Stage two lung cancer treatment
- Stage 2 lung cancer is an early form of lung cancer and is curable.
- Surgery is the standard of care for stage 2 lung cancer and has the highest chance of cure.
- Sometimes following surgery additional therapies such as chemotherapy or targeted agents are needed.
Like stage 1 lung cancer (where no lymph nodes are involved), stage 2 lung cancer is considered a localized disease that is treated primarily with surgery. Although stage 2 lung cancer can involve a lymph node these lymph nodes are close to the involved lung and are called hilar lymph nodes making them removable with surgery. In certain circumstances chemotherapy, targeted agents, or immunotherapy may be used before (neoadjuvant) or after (adjuvant) the tumor is removed with surgery.
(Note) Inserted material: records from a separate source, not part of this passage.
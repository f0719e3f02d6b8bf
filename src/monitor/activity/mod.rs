//! Activity probes: cumulative read/write counters from whichever statistics
//! source matches a resolved filesystem.

#![allow(missing_docs)]

pub mod block;
pub mod cifs;
pub mod iostat;
pub mod kstat;
pub mod nfs;
pub mod registry;
pub mod zfs;

use serde::Serialize;

use crate::core::errors::{FsmonError, Result};
use crate::monitor::context::MonitorContext;
use crate::monitor::resolver::{ActivityProbeKind, KstatName, ResolvedDevice};
use crate::monitor::statistic::{RollingStatistic, StatisticView};
use crate::platform::pal::Flavor;

/// One reading of a statistics source. Every value is cumulative.
#[derive(Debug, Clone, Copy, Default, PartialEq)]
pub struct ActivitySample {
    pub timestamp_ms: u64,
    pub read_bytes: Option<f64>,
    pub write_bytes: Option<f64>,
    pub read_ops: Option<f64>,
    pub write_ops: Option<f64>,
    pub read_time_ms: Option<f64>,
    pub write_time_ms: Option<f64>,
    pub wait_time_ms: Option<f64>,
    pub run_time_ms: Option<f64>,
}

impl ActivitySample {
    #[must_use]
    pub fn at(timestamp_ms: u64) -> Self {
        Self {
            timestamp_ms,
            ..Self::default()
        }
    }
}

/// Per-record rolling statistics fed from activity samples.
#[derive(Debug, Clone, Default, PartialEq)]
pub struct ActivityCounters {
    pub read_bytes: RollingStatistic,
    pub write_bytes: RollingStatistic,
    pub read_ops: RollingStatistic,
    pub write_ops: RollingStatistic,
    pub read_time: RollingStatistic,
    pub write_time: RollingStatistic,
    pub wait_time: RollingStatistic,
    pub run_time: RollingStatistic,
}

#[derive(Debug, Clone, Copy, Serialize, PartialEq)]
pub struct ActivityView {
    pub read_bytes: StatisticView,
    pub write_bytes: StatisticView,
    pub read_ops: StatisticView,
    pub write_ops: StatisticView,
    pub read_time_ms: StatisticView,
    pub write_time_ms: StatisticView,
    pub wait_time_ms: StatisticView,
    pub run_time_ms: StatisticView,
}

impl ActivityCounters {
    pub fn apply(&mut self, sample: &ActivitySample) {
        let ts = sample.timestamp_ms;
        for (stat, value) in [
            (&mut self.read_bytes, sample.read_bytes),
            (&mut self.write_bytes, sample.write_bytes),
            (&mut self.read_ops, sample.read_ops),
            (&mut self.write_ops, sample.write_ops),
            (&mut self.read_time, sample.read_time_ms),
            (&mut self.write_time, sample.write_time_ms),
            (&mut self.wait_time, sample.wait_time_ms),
            (&mut self.run_time, sample.run_time_ms),
        ] {
            if let Some(value) = value {
                stat.update(ts, value);
            }
        }
    }

    /// Back to "no data"; distinct from zero activity.
    pub fn reset(&mut self) {
        *self = Self::default();
    }

    #[must_use]
    pub fn has_data(&self) -> bool {
        [
            &self.read_bytes,
            &self.write_bytes,
            &self.read_ops,
            &self.write_ops,
            &self.read_time,
            &self.write_time,
            &self.wait_time,
            &self.run_time,
        ]
        .iter()
        .any(|stat| stat.has_data())
    }

    #[must_use]
    pub fn view(&self) -> ActivityView {
        ActivityView {
            read_bytes: self.read_bytes.view(),
            write_bytes: self.write_bytes.view(),
            read_ops: self.read_ops.view(),
            write_ops: self.write_ops.view(),
            read_time_ms: self.read_time.view(),
            write_time_ms: self.write_time.view(),
            wait_time_ms: self.wait_time.view(),
            run_time_ms: self.run_time.view(),
        }
    }
}

/// Read the activity source for a resolved filesystem.
///
/// `Ok(None)` means the filesystem is mounted but has no activity data: either
/// no source exists for it, or the source does not list it yet.
pub fn read_activity(
    ctx: &MonitorContext,
    resolved: &ResolvedDevice,
) -> Result<Option<ActivitySample>> {
    let key = resolved.canonical_key.as_str();
    let flavor = ctx.platform().flavor();
    let sample = match (resolved.kind, flavor) {
        (ActivityProbeKind::Unsupported, _) => return Ok(None),
        (ActivityProbeKind::Block, Flavor::Linux) => Some(block::read(ctx, key)?),
        (ActivityProbeKind::Block, Flavor::FreeBsd) => iostat::read(ctx, key)?,
        (ActivityProbeKind::Block | ActivityProbeKind::Nfs, Flavor::Solaris) => {
            Some(kstat::read(ctx, require_kstat(resolved)?)?)
        }
        (ActivityProbeKind::Nfs, Flavor::Linux) => nfs::read(ctx, key)?,
        (ActivityProbeKind::Cifs, Flavor::Linux) => cifs::read(ctx, key)?,
        (ActivityProbeKind::Zfs, _) => zfs::read(ctx, resolved)?,
        (ActivityProbeKind::Registry, Flavor::Darwin) => Some(registry::read(ctx, key)?),
        (kind, flavor) => {
            tracing::debug!(
                "[FSM-ACTIVITY] no {kind:?} source on {}, reporting no data",
                flavor.as_str()
            );
            return Ok(None);
        }
    };
    if sample.is_none() {
        tracing::debug!(
            "[FSM-ACTIVITY] {key} not listed by its {:?} source, reporting no data",
            resolved.kind
        );
    }
    Ok(sample)
}

fn require_kstat(resolved: &ResolvedDevice) -> Result<&KstatName> {
    resolved
        .kstat
        .as_ref()
        .ok_or_else(|| FsmonError::DeviceResolution {
            path: resolved.device.clone(),
            details: "no kernel statistics address".to_string(),
        })
}

/// Parse one numeric field of a statistics source.
pub(crate) fn number(source: &str, field: &str, raw: &str) -> Result<f64> {
    raw.trim()
        .parse::<f64>()
        .map_err(|err| FsmonError::parse(source, format!("{field}={raw:?}: {err}")))
}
How is Stage 2 Lung Cancer Treated?
Read MoreDr. Geoffrey Oxnard tells Survivornet -Surgery to remove a lobe of the lung (a lobectomy) and the affected lymph node(s) is the first-line treatment for stage 2 lung cancer.In some patients who achieve a negative margin resection (no tumor left after surgery) and who have no lymph nodes involved with cancer, surgery is curative and no additional therapy or treatment is needed. This group of patients will be monitored for cancer recurrence by their oncologists but do not require additional treatment with chemotherapy, targeted agents, or immunotherapy.
When are additional treatments needed?
In some cases, chemotherapy may be recommended after surgery to lower the risk of cancer coming back or spreading. Chemotherapy given in this manner is called adjuvant and when treating lung cancer is typically a platinum agent like cisplatin. Chemotherapy is often recommended in patients with high-risk features such as tumors > 4cm or in poorly differentiated tumors. There are other factors your clinical team will also consider when deciding on whether chemotherapy is right for you.
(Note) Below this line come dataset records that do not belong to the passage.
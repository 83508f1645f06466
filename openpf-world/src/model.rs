//! Dependency models
//!
//! A dependency model is an ordered list of clauses. Each clause may carry a
//! guard; the first clause whose guard holds supplies the distribution. Every
//! variable a guard or a distribution selector reads through the
//! [`EvalContext`] becomes a parent of the variable being instantiated, for
//! that evaluation only.

use crate::context::EvalContext;
use crate::distrib::{self, Distribution};
use crate::error::WorldResult;
use openpf_types::{GeneratorId, Variable};
use std::collections::{BTreeSet, HashMap};
use std::fmt;
use std::sync::Arc;

/// Guard of a clause
pub type GuardFn = dyn Fn(&mut EvalContext<'_>, &Variable) -> WorldResult<bool> + Send + Sync;

/// Distribution selector of a clause
pub type DistribFn =
    dyn Fn(&mut EvalContext<'_>, &Variable) -> WorldResult<Arc<dyn Distribution>> + Send + Sync;

/// One guarded alternative of a dependency model
#[derive(Clone)]
pub struct Clause {
    guard: Option<Arc<GuardFn>>,
    distrib: Arc<DistribFn>,
}

impl Clause {
    /// A clause that applies when `guard` evaluates to true
    pub fn when<G, D>(guard: G, distrib: D) -> Self
    where
        G: Fn(&mut EvalContext<'_>, &Variable) -> WorldResult<bool> + Send + Sync + 'static,
        D: Fn(&mut EvalContext<'_>, &Variable) -> WorldResult<Arc<dyn Distribution>>
            + Send
            + Sync
            + 'static,
    {
        Self {
            guard: Some(Arc::new(guard)),
            distrib: Arc::new(distrib),
        }
    }

    /// A clause that always applies
    pub fn otherwise<D>(distrib: D) -> Self
    where
        D: Fn(&mut EvalContext<'_>, &Variable) -> WorldResult<Arc<dyn Distribution>>
            + Send
            + Sync
            + 'static,
    {
        Self {
            guard: None,
            distrib: Arc::new(distrib),
        }
    }

    /// A clause with no guard and a fixed distribution
    pub fn fixed(distrib: Arc<dyn Distribution>) -> Self {
        Self::otherwise(move |_, _| Ok(distrib.clone()))
    }

    fn applies(&self, ctx: &mut EvalContext<'_>, var: &Variable) -> WorldResult<bool> {
        match &self.guard {
            Some(guard) => guard(ctx, var),
            None => Ok(true),
        }
    }
}

impl fmt::Debug for Clause {
    fn fmt(&self, f: &mut fmt::Formatter<'_>) -> fmt::Result {
        f.debug_struct("Clause")
            .field("guarded", &self.guard.is_some())
            .finish()
    }
}

/// Ordered clauses for one generator
#[derive(Debug, Clone, Default)]
pub struct DependencyModel {
    clauses: Vec<Clause>,
}

impl DependencyModel {
    pub fn new(clauses: Vec<Clause>) -> Self {
        Self { clauses }
    }

    /// Single unguarded clause with a fixed distribution
    pub fn fixed(distrib: Arc<dyn Distribution>) -> Self {
        Self::new(vec![Clause::fixed(distrib)])
    }

    /// Single unguarded clause
    pub fn from_fn<D>(distrib: D) -> Self
    where
        D: Fn(&mut EvalContext<'_>, &Variable) -> WorldResult<Arc<dyn Distribution>>
            + Send
            + Sync
            + 'static,
    {
        Self::new(vec![Clause::otherwise(distrib)])
    }

    pub fn push(mut self, clause: Clause) -> Self {
        self.clauses.push(clause);
        self
    }

    pub fn clauses(&self) -> &[Clause] {
        &self.clauses
    }

    /// Distribution of the first clause whose guard holds.
    ///
    /// When no clause applies the variable is `Null` with probability one.
    pub fn select(
        &self,
        ctx: &mut EvalContext<'_>,
        var: &Variable,
    ) -> WorldResult<Arc<dyn Distribution>> {
        for clause in &self.clauses {
            if clause.applies(ctx, var)? {
                return (clause.distrib)(ctx, var);
            }
        }
        Ok(distrib::point(openpf_types::Value::Null))
    }
}

/// Source of dependency models and observability structure
pub trait Model: Send + Sync {
    /// Dependency model for variables produced by `generator`
    fn dependency_model(&self, generator: &GeneratorId) -> Option<&DependencyModel>;

    /// If `var` is an observability indicator, the variable it refers to
    fn observed_by(&self, var: &Variable) -> Option<Variable>;

    /// Indicators a round at `timestep` must classify
    fn observables_at(&self, _timestep: u32) -> Vec<Variable> {
        Vec::new()
    }

    /// Whether `generator` is a decision function
    fn is_decision(&self, _generator: &GeneratorId) -> bool {
        false
    }
}

type ReferenceFn = dyn Fn(&Variable) -> Variable + Send + Sync;
type ObservablesFn = dyn Fn(u32) -> Vec<Variable> + Send + Sync;

/// Hash-map backed [`Model`]
pub struct StaticModel {
    models: HashMap<GeneratorId, DependencyModel>,
    indicators: HashMap<GeneratorId, Arc<ReferenceFn>>,
    decisions: BTreeSet<GeneratorId>,
    observables: Option<Arc<ObservablesFn>>,
}

impl StaticModel {
    pub fn builder() -> ModelBuilder {
        ModelBuilder::default()
    }
}

impl fmt::Debug for StaticModel {
    fn fmt(&self, f: &mut fmt::Formatter<'_>) -> fmt::Result {
        let mut generators: Vec<_> = self.models.keys().map(GeneratorId::as_str).collect();
        generators.sort_unstable();
        f.debug_struct("StaticModel")
            .field("generators", &generators)
            .field("decisions", &self.decisions)
            .finish()
    }
}

impl Model for StaticModel {
    fn dependency_model(&self, generator: &GeneratorId) -> Option<&DependencyModel> {
        self.models.get(generator)
    }

    fn observed_by(&self, var: &Variable) -> Option<Variable> {
        self.indicators.get(&var.generator).map(|refers| refers(var))
    }

    fn observables_at(&self, timestep: u32) -> Vec<Variable> {
        self.observables
            .as_ref()
            .map(|f| f(timestep))
            .unwrap_or_default()
    }

    fn is_decision(&self, generator: &GeneratorId) -> bool {
        self.decisions.contains(generator)
    }
}

/// Builder for [`StaticModel`]
#[derive(Default)]
pub struct ModelBuilder {
    models: HashMap<GeneratorId, DependencyModel>,
    indicators: HashMap<GeneratorId, Arc<ReferenceFn>>,
    decisions: BTreeSet<GeneratorId>,
    observables: Option<Arc<ObservablesFn>>,
}

impl ModelBuilder {
    /// Register a random function or number statement
    pub fn random(mut self, generator: impl Into<GeneratorId>, model: DependencyModel) -> Self {
        self.models.insert(generator.into(), model);
        self
    }

    /// Register an observability indicator generator.
    ///
    /// `refers` maps an indicator variable to the variable whose value is
    /// observed when the indicator is true.
    pub fn observable<R>(
        mut self,
        indicator: impl Into<GeneratorId>,
        refers: R,
        model: DependencyModel,
    ) -> Self
    where
        R: Fn(&Variable) -> Variable + Send + Sync + 'static,
    {
        let indicator = indicator.into();
        self.indicators.insert(indicator.clone(), Arc::new(refers));
        self.models.insert(indicator, model);
        self
    }

    /// Register a decision function. Decision variables are only ever forced.
    pub fn decision(mut self, generator: impl Into<GeneratorId>) -> Self {
        self.decisions.insert(generator.into());
        self
    }

    /// Enumerate the indicators each round must classify
    pub fn declare_observables<F>(mut self, observables: F) -> Self
    where
        F: Fn(u32) -> Vec<Variable> + Send + Sync + 'static,
    {
        self.observables = Some(Arc::new(observables));
        self
    }

    pub fn build(self) -> StaticModel {
        StaticModel {
            models: self.models,
            indicators: self.indicators,
            decisions: self.decisions,
            observables: self.observables,
        }
    }
}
In addition to chemotherapy, some patients may also be considered for other therapies including the targeted agent osimertinib and the immunotherapy drug called atezolizumab. These drugs are very different from chemotherapy and are often much better tolerated. However, to receive these drugs the tumor must test positive for certain biomarkers that allow these drugs to be effective.
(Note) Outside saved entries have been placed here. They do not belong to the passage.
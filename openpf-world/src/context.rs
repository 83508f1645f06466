//! Lazy evaluation against a partial world
//!
//! An [`EvalContext`] borrows a world, the model, and a random source for the
//! duration of one operation. Variables are instantiated on demand: when a
//! dependency model reads another variable through [`EvalContext::value_of`],
//! that variable is instantiated first and recorded as a parent of whatever
//! is being evaluated further up the stack.

use crate::distrib::Distribution;
use crate::error::{WorldError, WorldResult};
use crate::model::Model;
use crate::world::{Binding, PartialWorld};
use openpf_types::{Evidence, EvidenceKind, Value, Variable};
use rand::RngCore;
use std::collections::{HashMap, HashSet};
use std::sync::Arc;

/// Values an evaluation must adopt instead of sampling
#[derive(Debug, Clone, Default)]
pub struct ForcedValues {
    values: HashMap<Variable, (Value, EvidenceKind)>,
}

impl ForcedValues {
    pub fn new() -> Self {
        Self::default()
    }

    /// Every assignment of `evidence`
    pub fn from_evidence(evidence: &Evidence) -> Self {
        Self::from_evidence_filtered(evidence, |_| true)
    }

    /// Assignments of `evidence` accepted by `keep`
    pub fn from_evidence_filtered(
        evidence: &Evidence,
        keep: impl Fn(&openpf_types::Assignment) -> bool,
    ) -> Self {
        let values = evidence
            .iter()
            .filter(|a| keep(a))
            .map(|a| (a.var.clone(), (a.value.clone(), a.kind)))
            .collect();
        Self { values }
    }

    pub fn insert(&mut self, var: Variable, value: Value, kind: EvidenceKind) {
        self.values.insert(var, (value, kind));
    }

    pub fn get(&self, var: &Variable) -> Option<&(Value, EvidenceKind)> {
        self.values.get(var)
    }

    pub fn len(&self) -> usize {
        self.values.len()
    }

    pub fn is_empty(&self) -> bool {
        self.values.is_empty()
    }
}

/// Evaluation state for one operation on one world
pub struct EvalContext<'a> {
    world: &'a mut PartialWorld,
    model: &'a dyn Model,
    rng: &'a mut dyn RngCore,
    forced: Option<&'a ForcedValues>,
    /// Parent accumulators, one per variable under evaluation
    frames: Vec<Vec<Variable>>,
    /// Variables currently being instantiated, outermost first
    responsible: Vec<Variable>,
    evidence_log_weight: f64,
    /// Observations already scored while being adopted
    adopted: HashSet<Variable>,
}

impl<'a> EvalContext<'a> {
    pub fn new(world: &'a mut PartialWorld, model: &'a dyn Model, rng: &'a mut dyn RngCore) -> Self {
        Self {
            world,
            model,
            rng,
            forced: None,
            frames: Vec::new(),
            responsible: Vec::new(),
            evidence_log_weight: 0.0,
            adopted: HashSet::new(),
        }
    }

    /// Adopt `forced` values whenever the variables they name get instantiated
    pub fn with_forced(mut self, forced: &'a ForcedValues) -> Self {
        self.forced = Some(forced);
        self
    }

    pub fn world(&self) -> &PartialWorld {
        &*self.world
    }

    pub fn model(&self) -> &dyn Model {
        self.model
    }

    /// Log-weight contributed by observations so far
    pub fn evidence_log_weight(&self) -> f64 {
        self.evidence_log_weight
    }

    pub fn get_value(&self, var: &Variable) -> Option<&Value> {
        self.world.get_value(var)
    }

    /// Read `var` as a dependency of the variable currently being evaluated
    pub fn value_of(&mut self, var: &Variable) -> WorldResult<Value> {
        if let Some(frame) = self.frames.last_mut() {
            if !frame.contains(var) {
                frame.push(var.clone());
            }
        }
        self.ensure_instantiated(var)
    }

    /// Make sure `var` has a value, adopting a forced value or sampling one
    pub fn ensure_instantiated(&mut self, var: &Variable) -> WorldResult<Value> {
        if let Some(value) = self.world.get_value(var) {
            return Ok(value.clone());
        }
        if self.responsible.contains(var) {
            let mut chain = self.responsible.clone();
            chain.push(var.clone());
            return Err(WorldError::DependencyCycle {
                var: var.clone(),
                chain,
            });
        }

        let forced = self.forced.and_then(|f| f.get(var)).cloned();
        if let Some((value, EvidenceKind::Decision)) = &forced {
            self.decide(var, value.clone());
            return Ok(value.clone());
        }

        let (distrib, parents) = self.evaluate_distribution(var)?;
        let binding = match forced {
            Some((value, _)) => {
                let log_prob = distrib.log_prob(&value);
                self.evidence_log_weight += log_prob;
                self.adopted.insert(var.clone());
                tracing::trace!(var = %var, log_prob, "adopted observed value");
                Binding::forced(value, log_prob, parents)
            }
            None => {
                let value = distrib.sample(&mut *self.rng);
                let log_prob = distrib.log_prob(&value);
                Binding::sampled(value, log_prob, parents)
            }
        };
        let value = binding.value.clone();
        self.bind(var, binding);
        Ok(value)
    }

    /// Distribution of `var` under the current world, with the parents read
    /// while selecting it
    pub fn evaluate_distribution(
        &mut self,
        var: &Variable,
    ) -> WorldResult<(Arc<dyn Distribution>, Vec<Variable>)> {
        let model = self.model;
        let dm = model
            .dependency_model(&var.generator)
            .ok_or_else(|| WorldError::UnsupportedVariable { var: var.clone() })?;

        self.responsible.push(var.clone());
        self.frames.push(Vec::new());
        let selected = dm.select(self, var);
        let parents = self.frames.pop().unwrap_or_default();
        self.responsible.pop();

        let distrib = selected?;
        distrib
            .validate()
            .map_err(|reason| WorldError::invalid_distribution(var, reason))?;
        Ok((distrib, parents))
    }

    /// Score and force an observed value; returns its log-probability.
    ///
    /// An observation adopted earlier in this context has already been
    /// scored and contributes nothing further.
    pub fn observe(&mut self, var: &Variable, value: Value) -> WorldResult<f64> {
        if self.adopted.contains(var) && self.world.get_value(var) == Some(&value) {
            return Ok(0.0);
        }
        let log_prob = self.assign(var, value)?;
        self.evidence_log_weight += log_prob;
        self.adopted.insert(var.clone());
        Ok(log_prob)
    }

    /// Force a value and record its log-probability without scoring it
    pub fn assign(&mut self, var: &Variable, value: Value) -> WorldResult<f64> {
        let (distrib, parents) = self.evaluate_distribution(var)?;
        let log_prob = distrib.log_prob(&value);
        self.bind(var, Binding::forced(value, log_prob, parents));
        Ok(log_prob)
    }

    /// Apply a decision; weight-neutral
    pub fn decide(&mut self, var: &Variable, value: Value) {
        self.bind(var, Binding::forced(value, 0.0, Vec::new()));
    }

    fn bind(&mut self, var: &Variable, binding: Binding) {
        self.world.set_binding(var.clone(), binding);
        if self.model.observed_by(var).is_some() {
            self.world.note_observable(var.clone());
        }
    }
}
When are targeted therapies or immunotherapy used?
To know if a targeted therapy or immunotherapy would be beneficial doctors, known as pathologists, will examine the lung tissue after surgery and perform advanced analysis to look for biomarkers and other factors present in the cancer cells. Specifically, the presence of an EGFR exon 19 deletion will be checked to see if a person is a candidate for osimertinib and PD-L1 will be checked to determine if the immunotherapy agent atezolizumab will be beneficial. Other factors are also taken into consideration when deciding on adjuvant therapy after lung surgery including what prior systemic treatments a patient has received, the patient’s performance status, and the patient’s overall goals. When deciding on adjuvant therapy you should have a detailed discussion with your treating team to understand what options are right for you.
The take-home message.
Treatment for lung cancer has changed rapidly over the last 5 years. Surgical resection remains the most important step in treating and curing stage 2 lung cancer. Some patients may benefit from additional treatment after surgery including chemotherapy, the targeted agent osimertinib, or an immunotherapy drug called atezolizumab. What is right for you is dependent on multiple factors and we recommend you discuss your options with your treating physicians.